Imagine going to the doctor for a simple procedure that requires an IV, having your concerns and requests about the procedure ignored, and coming out with debilitating pain radiating up your wrist and hand that simply doesn’t go away. Years later, you are still experiencing pain and weakness. This is where Ivy’s story begins
I’ve known Ivy, a pediatric nurse and fellow photographer, for a few years now. We met at a photography workshop here in Raleigh, and have been friends ever since. I knew that she had had an injury to her wrist and hand, but hadn’t really known what it was or what kind of treatment this entailed. She was excited to hear about my project and was one of the first people to respond to my request for stories to tell.
Ivy had gone to the hospital for a fairly routine procedure that required an IV. When she asked to have the IV placed in her non-dominant hand, the office and nursing staff refused to listen. During the process, the pain was so great that she begged the nurse to stop and thus began the tingling pain through her hand. The pain didn’t go away, but rather it caused her hand to become clumsy. She began to have trouble writing, holding her fork, and even typing.
Upon contacting a neurologist, she discovered that this wasn’t an injury with a simple solution. The hand pain, it turns out, wasn’t a simple injury at all, but something much worse, called CRPS. CRPS stands for Complex Regional Pain Syndrome and is a nerve injury. This particular injury happens when the mechanism that stops sending pain signals from the nerve to the brain is not functioning, allowing the nerve to send too much input to the brain and thus one’s pain can spiral out of control.
CRPS is a very difficult condition to treat, and Ivy has worked for years to come up with treatments that can make her days better and with less pain. She has seen many certified occupational therapy hand specialists and physical therapists, taken many medications, used countless healing creams, and finally flew to Colorado for a specialized treatment - Regenexx prp. Her hand is still not back to pre-incident shape, but she has seen improvement with several painful pop treatments. She still continues to have bad days and requires daily therapy..

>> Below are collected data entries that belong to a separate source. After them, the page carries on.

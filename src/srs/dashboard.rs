use std::collections::HashMap;

use chrono::{DateTime, Utc};
use serde::Serialize;

use crate::constants::MAX_CONFUSION_PAIRS;
use crate::srs::queue::{count_due, DueCounts};
use crate::srs::retention::retrievability;
use crate::srs::scheduler::MemoryState;
use crate::srs::EngineError;
use crate::store::Store;

#[derive(Debug, Clone, PartialEq, Serialize)]
#[serde(rename_all = "camelCase")]
pub struct ConfusionSummary {
    pub card_a: String,
    pub card_b: String,
    pub score: u64,
    /// "questionA ↔ questionB"
    pub label: String,
}

#[derive(Debug, Clone, PartialEq, Serialize)]
#[serde(rename_all = "camelCase")]
pub struct Dashboard {
    pub dataset_id: String,
    pub title: String,
    pub due: DueCounts,
    pub average_retrievability: f64,
    pub reviewed_cards: usize,
    pub top_confusions: Vec<ConfusionSummary>,
}

/// Mean current R over cards with a usable memory state; 0 when none.
pub fn average_retrievability(
    store: &Store,
    dataset_id: &str,
    now: DateTime<Utc>,
) -> Result<(f64, usize), EngineError> {
    let values: Vec<f64> = store
        .list_card_states(dataset_id)?
        .iter()
        .filter_map(|state| match MemoryState::from_record(Some(state)) {
            MemoryState::Reviewed {
                stability,
                last_review_at,
                ..
            } => Some(retrievability(now, last_review_at, stability)),
            MemoryState::Fresh => None,
        })
        .collect();

    if values.is_empty() {
        return Ok((0.0, 0));
    }
    Ok((values.iter().sum::<f64>() / values.len() as f64, values.len()))
}

pub fn top_confusions(
    store: &Store,
    dataset_id: &str,
    limit: usize,
) -> Result<Vec<ConfusionSummary>, EngineError> {
    let mut pairs = store.list_confusions(dataset_id)?;
    pairs.sort_by(|a, b| b.score.cmp(&a.score));
    pairs.truncate(limit.min(MAX_CONFUSION_PAIRS));

    let questions: HashMap<String, String> = store
        .list_cards(dataset_id)?
        .into_iter()
        .map(|card| (card.card_id, card.question))
        .collect();
    let label_of = |card_id: &str| {
        questions
            .get(card_id)
            .cloned()
            .unwrap_or_else(|| card_id.to_string())
    };

    Ok(pairs
        .into_iter()
        .map(|pair| ConfusionSummary {
            label: format!("{} ↔ {}", label_of(&pair.card_a), label_of(&pair.card_b)),
            card_a: pair.card_a,
            card_b: pair.card_b,
            score: pair.score,
        })
        .collect())
}

pub fn dashboard(
    store: &Store,
    dataset_id: &str,
    now: DateTime<Utc>,
    confusion_limit: usize,
) -> Result<Dashboard, EngineError> {
    let meta = store
        .get_dataset_meta(dataset_id)?
        .ok_or_else(|| EngineError::DatasetNotFound(dataset_id.to_string()))?;
    let (average, reviewed_cards) = average_retrievability(store, dataset_id, now)?;

    Ok(Dashboard {
        dataset_id: meta.dataset_id,
        title: meta.title,
        due: count_due(store, dataset_id, now)?,
        average_retrievability: average,
        reviewed_cards,
        top_confusions: top_confusions(store, dataset_id, confusion_limit)?,
    })
}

I am not particularly religious, but I admire Ivy for her belief. For her, her Christian faith is central to her strength and continued fight for her hand. She wants to share her story in order to encourage people to advocate strongly for themselves when it comes to their health care. Her requests for her procedure were refused because they didn’t line up with protocol. She wants to remind health care workers that it is so very necessary to listen to patients. Protocol may be necessary, but should be flexible when able in order to provide the best patient-centered care.